## What is being asked
Gather all lines in the records below that include the word "notice".

## Data supplied
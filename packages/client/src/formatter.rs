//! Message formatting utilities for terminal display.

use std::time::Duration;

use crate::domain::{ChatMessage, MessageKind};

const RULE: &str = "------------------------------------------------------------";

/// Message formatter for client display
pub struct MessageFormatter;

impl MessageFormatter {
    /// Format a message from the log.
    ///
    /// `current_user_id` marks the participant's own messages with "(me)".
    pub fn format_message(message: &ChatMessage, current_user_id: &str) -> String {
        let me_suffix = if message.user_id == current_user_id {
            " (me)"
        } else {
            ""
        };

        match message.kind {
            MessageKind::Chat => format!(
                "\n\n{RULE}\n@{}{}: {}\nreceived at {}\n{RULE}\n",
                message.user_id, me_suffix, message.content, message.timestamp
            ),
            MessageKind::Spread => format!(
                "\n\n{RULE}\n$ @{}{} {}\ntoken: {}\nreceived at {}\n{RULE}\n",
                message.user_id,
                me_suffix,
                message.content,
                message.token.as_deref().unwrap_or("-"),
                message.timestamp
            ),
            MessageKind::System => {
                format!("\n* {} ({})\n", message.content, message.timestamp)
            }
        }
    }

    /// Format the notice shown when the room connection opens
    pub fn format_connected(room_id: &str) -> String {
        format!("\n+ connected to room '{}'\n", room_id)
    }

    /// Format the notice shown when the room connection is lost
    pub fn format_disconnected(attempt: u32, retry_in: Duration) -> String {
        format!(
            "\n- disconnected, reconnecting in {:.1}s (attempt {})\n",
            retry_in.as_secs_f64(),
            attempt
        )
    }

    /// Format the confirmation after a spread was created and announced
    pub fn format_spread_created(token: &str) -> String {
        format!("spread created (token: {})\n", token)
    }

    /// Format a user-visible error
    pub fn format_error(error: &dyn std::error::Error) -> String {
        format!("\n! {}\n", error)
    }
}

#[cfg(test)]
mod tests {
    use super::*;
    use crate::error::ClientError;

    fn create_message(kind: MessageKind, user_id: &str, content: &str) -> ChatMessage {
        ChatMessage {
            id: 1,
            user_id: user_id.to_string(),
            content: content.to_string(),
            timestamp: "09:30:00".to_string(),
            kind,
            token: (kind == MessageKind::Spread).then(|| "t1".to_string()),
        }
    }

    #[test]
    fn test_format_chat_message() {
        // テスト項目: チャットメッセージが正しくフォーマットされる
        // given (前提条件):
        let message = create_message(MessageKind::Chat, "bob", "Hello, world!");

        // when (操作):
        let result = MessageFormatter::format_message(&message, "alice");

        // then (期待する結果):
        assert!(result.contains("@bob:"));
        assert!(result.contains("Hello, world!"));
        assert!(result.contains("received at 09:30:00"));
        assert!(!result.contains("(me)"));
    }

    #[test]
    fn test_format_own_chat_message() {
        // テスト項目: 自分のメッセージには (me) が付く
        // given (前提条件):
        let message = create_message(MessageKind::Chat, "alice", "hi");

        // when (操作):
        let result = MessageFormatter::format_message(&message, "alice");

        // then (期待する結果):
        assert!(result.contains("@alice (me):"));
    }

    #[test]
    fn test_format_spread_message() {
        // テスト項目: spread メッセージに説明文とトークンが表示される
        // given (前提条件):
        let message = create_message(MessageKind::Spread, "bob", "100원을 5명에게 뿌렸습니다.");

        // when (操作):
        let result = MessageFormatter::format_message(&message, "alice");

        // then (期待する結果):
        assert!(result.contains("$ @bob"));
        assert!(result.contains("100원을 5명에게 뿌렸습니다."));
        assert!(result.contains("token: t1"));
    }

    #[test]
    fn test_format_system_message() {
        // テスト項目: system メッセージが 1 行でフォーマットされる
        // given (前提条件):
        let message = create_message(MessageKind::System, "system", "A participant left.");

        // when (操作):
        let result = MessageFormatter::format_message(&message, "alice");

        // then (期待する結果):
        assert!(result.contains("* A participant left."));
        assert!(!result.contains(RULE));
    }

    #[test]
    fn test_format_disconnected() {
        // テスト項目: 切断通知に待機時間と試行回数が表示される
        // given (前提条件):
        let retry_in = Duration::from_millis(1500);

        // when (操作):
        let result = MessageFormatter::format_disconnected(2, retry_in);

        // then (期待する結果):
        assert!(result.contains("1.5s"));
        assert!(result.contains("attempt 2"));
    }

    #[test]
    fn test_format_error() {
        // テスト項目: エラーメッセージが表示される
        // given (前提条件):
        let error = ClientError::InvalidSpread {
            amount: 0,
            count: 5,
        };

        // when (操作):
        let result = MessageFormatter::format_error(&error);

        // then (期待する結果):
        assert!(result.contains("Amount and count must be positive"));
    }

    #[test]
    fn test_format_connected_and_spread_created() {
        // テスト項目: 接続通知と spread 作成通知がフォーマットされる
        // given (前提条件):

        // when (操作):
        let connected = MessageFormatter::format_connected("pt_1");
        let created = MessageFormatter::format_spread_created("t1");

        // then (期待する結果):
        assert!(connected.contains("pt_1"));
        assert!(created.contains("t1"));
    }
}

--

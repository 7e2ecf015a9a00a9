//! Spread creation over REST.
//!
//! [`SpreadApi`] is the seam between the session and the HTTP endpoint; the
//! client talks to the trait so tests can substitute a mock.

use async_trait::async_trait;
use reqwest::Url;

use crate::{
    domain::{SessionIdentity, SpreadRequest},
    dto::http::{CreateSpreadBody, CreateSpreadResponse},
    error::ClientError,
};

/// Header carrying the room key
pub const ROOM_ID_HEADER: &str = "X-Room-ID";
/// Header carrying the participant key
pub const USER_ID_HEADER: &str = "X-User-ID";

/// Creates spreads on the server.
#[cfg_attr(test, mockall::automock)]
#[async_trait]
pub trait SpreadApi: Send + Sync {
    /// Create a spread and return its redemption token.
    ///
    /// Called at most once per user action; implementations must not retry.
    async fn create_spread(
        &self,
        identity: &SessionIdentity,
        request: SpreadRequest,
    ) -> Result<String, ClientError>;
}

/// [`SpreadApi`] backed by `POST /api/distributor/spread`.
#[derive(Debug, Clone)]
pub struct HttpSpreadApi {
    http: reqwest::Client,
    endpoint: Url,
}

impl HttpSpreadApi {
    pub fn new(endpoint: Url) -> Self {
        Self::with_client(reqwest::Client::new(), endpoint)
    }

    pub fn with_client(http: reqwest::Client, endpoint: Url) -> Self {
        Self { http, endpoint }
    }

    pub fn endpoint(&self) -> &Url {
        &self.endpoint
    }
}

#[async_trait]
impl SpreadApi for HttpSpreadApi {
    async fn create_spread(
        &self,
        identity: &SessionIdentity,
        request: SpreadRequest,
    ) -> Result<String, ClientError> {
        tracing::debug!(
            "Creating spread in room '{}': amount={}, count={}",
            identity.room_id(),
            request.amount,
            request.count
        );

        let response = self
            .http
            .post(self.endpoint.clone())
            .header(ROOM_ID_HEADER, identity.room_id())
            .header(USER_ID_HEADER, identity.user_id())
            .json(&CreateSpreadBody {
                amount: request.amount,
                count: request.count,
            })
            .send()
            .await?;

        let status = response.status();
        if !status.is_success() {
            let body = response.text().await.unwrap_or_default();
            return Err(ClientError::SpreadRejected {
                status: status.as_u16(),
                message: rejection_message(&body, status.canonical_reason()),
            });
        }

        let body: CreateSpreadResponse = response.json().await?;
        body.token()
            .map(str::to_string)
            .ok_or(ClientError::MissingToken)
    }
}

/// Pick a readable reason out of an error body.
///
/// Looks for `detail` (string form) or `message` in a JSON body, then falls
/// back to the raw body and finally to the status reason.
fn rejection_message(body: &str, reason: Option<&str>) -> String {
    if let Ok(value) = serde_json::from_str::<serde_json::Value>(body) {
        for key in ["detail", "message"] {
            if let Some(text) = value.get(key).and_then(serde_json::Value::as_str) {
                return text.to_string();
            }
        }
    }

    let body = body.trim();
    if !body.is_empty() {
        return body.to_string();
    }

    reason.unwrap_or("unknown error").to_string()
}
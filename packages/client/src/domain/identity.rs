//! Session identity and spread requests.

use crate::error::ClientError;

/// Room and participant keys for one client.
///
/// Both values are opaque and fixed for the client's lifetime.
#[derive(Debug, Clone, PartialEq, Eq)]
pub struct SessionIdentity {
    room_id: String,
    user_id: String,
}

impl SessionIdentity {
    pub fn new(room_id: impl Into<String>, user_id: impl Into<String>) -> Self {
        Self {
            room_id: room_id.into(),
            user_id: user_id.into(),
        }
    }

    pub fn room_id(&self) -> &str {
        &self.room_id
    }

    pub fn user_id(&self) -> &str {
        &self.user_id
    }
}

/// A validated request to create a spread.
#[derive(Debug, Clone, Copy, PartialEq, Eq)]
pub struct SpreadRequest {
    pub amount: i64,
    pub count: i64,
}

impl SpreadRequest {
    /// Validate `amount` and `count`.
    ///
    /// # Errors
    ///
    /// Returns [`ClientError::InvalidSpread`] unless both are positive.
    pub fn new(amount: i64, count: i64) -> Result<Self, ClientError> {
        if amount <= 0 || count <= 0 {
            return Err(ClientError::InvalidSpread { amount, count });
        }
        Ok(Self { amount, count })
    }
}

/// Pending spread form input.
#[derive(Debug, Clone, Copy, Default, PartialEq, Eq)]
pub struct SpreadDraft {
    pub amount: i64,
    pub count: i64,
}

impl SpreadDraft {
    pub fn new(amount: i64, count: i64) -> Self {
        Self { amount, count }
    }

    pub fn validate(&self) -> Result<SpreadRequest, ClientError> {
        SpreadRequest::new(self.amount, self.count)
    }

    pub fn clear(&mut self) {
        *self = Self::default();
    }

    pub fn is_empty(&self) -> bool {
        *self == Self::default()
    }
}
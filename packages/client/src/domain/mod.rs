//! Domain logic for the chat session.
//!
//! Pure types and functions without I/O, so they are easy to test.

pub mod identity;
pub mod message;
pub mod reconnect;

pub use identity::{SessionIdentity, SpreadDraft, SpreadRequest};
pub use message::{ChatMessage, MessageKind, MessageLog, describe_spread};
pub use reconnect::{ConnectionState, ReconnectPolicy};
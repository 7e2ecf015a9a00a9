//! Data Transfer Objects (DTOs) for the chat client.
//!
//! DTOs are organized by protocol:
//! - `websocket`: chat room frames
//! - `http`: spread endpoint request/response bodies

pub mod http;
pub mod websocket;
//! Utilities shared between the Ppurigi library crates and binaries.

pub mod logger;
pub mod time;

---

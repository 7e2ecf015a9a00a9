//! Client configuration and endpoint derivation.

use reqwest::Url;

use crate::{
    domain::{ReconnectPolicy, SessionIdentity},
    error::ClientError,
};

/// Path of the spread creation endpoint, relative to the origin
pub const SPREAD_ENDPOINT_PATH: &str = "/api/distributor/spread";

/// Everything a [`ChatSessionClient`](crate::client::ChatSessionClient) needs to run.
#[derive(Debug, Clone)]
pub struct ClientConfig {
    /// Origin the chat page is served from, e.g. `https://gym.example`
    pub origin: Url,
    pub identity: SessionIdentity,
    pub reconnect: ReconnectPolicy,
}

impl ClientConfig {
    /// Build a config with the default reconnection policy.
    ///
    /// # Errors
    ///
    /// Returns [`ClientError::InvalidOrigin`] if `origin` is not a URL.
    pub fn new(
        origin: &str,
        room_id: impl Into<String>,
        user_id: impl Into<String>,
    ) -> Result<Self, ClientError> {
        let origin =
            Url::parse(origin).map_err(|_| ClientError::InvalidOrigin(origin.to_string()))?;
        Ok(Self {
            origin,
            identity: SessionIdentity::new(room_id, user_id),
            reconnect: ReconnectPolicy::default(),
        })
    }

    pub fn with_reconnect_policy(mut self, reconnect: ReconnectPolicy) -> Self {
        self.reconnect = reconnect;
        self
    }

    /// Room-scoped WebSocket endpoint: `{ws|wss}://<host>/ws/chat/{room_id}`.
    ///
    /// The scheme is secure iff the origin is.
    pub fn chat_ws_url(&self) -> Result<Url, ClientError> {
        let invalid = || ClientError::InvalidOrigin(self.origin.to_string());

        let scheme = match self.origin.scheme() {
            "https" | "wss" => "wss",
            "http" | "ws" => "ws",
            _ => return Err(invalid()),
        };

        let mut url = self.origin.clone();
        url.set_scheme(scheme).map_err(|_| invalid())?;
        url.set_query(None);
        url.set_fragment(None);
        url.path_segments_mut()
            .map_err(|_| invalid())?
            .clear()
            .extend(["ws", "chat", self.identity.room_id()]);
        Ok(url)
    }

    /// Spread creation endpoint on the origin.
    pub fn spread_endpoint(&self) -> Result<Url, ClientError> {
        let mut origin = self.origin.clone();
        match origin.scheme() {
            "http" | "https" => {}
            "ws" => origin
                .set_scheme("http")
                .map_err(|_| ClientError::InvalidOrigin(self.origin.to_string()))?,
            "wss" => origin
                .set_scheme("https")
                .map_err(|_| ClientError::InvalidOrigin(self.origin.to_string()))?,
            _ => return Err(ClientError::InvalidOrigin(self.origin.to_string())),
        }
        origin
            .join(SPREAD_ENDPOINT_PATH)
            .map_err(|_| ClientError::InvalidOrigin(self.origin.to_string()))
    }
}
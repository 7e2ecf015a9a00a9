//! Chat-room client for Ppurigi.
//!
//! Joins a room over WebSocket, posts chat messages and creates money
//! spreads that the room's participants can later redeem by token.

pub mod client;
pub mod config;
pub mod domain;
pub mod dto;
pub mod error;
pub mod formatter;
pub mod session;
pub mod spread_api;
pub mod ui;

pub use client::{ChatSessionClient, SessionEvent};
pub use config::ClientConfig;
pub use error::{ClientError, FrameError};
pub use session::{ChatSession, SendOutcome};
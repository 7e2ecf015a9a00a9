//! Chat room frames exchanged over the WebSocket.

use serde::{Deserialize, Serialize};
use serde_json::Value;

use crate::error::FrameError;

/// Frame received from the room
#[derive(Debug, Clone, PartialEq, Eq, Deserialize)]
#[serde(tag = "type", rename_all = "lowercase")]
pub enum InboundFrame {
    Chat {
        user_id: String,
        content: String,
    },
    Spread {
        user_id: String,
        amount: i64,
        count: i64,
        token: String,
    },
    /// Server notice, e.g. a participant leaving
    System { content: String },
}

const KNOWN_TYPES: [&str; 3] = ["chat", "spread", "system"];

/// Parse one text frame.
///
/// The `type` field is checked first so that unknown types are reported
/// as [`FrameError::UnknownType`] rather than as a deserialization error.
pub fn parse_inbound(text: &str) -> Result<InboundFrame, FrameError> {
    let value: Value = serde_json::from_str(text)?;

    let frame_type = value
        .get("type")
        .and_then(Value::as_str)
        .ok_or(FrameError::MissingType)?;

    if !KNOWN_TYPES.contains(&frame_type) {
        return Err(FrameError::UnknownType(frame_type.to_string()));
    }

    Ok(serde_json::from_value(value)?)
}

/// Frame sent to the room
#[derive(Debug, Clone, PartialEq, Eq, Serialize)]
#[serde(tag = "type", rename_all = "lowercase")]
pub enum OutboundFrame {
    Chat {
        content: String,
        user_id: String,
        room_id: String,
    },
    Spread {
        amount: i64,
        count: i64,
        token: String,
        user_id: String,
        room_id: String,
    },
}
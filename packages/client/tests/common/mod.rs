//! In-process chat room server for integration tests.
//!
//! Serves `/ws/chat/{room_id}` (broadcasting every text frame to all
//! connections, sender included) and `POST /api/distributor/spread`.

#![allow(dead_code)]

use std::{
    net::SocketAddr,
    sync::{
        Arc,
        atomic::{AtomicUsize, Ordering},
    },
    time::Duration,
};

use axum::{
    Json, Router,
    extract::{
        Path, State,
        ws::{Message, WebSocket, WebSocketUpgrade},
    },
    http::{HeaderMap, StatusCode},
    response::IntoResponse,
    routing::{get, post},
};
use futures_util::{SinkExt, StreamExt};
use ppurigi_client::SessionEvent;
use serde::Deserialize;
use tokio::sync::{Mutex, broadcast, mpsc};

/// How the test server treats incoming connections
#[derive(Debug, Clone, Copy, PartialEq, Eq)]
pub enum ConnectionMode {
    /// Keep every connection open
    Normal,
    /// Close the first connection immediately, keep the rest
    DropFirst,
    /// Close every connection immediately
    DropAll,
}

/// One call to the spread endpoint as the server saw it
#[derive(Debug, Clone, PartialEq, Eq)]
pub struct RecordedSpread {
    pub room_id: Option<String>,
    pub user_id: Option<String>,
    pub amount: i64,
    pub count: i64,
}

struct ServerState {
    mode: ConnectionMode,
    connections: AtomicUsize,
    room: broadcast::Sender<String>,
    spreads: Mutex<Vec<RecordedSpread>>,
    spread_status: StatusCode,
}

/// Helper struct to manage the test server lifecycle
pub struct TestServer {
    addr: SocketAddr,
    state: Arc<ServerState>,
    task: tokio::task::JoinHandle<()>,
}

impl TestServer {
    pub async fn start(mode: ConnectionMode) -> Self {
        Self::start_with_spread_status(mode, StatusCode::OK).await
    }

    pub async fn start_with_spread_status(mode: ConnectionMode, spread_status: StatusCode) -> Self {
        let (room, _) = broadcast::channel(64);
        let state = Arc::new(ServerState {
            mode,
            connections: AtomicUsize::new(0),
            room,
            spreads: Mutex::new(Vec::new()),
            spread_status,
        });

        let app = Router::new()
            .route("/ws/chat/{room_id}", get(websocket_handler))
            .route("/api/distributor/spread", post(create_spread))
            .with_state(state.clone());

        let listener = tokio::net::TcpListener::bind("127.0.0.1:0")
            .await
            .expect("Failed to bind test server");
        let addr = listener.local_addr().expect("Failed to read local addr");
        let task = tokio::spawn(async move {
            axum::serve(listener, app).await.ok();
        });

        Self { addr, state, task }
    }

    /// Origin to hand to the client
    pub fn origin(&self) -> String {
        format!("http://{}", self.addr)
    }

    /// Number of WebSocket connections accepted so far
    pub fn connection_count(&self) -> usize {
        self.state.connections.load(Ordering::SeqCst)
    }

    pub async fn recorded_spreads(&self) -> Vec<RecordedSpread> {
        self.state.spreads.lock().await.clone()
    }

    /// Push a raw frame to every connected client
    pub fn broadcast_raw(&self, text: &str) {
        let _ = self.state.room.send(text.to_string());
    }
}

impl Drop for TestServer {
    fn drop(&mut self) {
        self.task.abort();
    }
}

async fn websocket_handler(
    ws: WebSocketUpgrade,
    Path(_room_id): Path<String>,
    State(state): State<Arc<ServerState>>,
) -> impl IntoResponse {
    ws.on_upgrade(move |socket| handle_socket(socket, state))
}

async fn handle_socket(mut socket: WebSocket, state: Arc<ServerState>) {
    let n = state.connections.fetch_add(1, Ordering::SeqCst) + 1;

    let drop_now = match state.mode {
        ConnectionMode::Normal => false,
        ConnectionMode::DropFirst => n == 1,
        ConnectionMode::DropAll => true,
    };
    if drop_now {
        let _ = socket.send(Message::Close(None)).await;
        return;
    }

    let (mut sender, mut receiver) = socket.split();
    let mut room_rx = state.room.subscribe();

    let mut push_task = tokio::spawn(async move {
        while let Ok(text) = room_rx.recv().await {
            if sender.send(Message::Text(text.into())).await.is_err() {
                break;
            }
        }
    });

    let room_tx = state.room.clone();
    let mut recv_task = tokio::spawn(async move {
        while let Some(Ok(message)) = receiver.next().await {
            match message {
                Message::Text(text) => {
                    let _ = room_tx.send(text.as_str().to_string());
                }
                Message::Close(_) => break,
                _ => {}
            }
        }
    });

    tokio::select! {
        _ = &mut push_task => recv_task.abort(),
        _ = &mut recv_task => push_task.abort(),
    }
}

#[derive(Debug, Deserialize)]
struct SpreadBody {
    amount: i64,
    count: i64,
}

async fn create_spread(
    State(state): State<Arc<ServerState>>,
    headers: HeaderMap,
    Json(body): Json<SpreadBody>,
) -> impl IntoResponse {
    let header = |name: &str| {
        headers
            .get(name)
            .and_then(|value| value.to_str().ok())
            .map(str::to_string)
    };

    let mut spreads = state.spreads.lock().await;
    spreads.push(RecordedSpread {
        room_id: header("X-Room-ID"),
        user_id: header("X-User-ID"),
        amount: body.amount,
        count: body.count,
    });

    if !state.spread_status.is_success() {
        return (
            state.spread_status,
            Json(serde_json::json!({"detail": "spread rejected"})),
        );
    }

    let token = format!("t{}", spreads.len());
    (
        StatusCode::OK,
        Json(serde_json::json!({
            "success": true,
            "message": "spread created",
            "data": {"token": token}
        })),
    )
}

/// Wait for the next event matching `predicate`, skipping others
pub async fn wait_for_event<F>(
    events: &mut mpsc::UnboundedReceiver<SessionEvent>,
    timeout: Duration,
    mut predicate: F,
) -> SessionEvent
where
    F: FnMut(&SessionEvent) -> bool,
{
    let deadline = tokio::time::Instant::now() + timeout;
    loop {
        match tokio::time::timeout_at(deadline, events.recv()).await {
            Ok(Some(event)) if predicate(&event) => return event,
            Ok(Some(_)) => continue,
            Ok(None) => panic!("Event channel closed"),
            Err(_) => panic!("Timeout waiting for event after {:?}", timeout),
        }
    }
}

## The completed task
    /// Format the notice shown when the room connection opens
    /// Format the notice shown when the room connection is lost
    /// Server notice, e.g. a participant leaving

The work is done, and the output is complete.